What this task involves:
All entries must be given again in full, exactly as they were supplied.

Records from a data source
*** Begin section ***
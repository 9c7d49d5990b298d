//! Device-side pipeline: location fixes in, batches out to the ingestion API

pub mod api;
pub mod config;
pub mod mapper;
pub mod tracker;
pub mod uploader;

pub use api::{ApiClient, ApiError, BatchSink};
pub use config::ClientConfig;
pub use mapper::{LocationDataMapper, LocationFix};
pub use tracker::{AuthorizationStatus, LocationTracker, TrackerError, TrackerEvent};
pub use uploader::{BatchUploader, DeliveryLogEntry, DeliveryStatus};

pub use geotrack_types::{HealthResponse, HealthStatus};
*** End section ***
Written solution:
repository 9c7d49d5990b298d
//! Device-side pipeline: location fixes in, batches out to the ingestion API

pub mod api;
pub mod config;
pub mod mapper;
pub mod tracker;
pub mod uploader;

pub use api::{ApiClient, ApiError, BatchSink};
pub use config::ClientConfig;
pub use mapper::{LocationDataMapper, LocationFix};
pub use tracker::{AuthorizationStatus, LocationTracker, TrackerError, TrackerEvent};
pub use uploader::{BatchUploader, DeliveryLogEntry, DeliveryStatus};

pub use geotrack_types::{HealthResponse, HealthStatus};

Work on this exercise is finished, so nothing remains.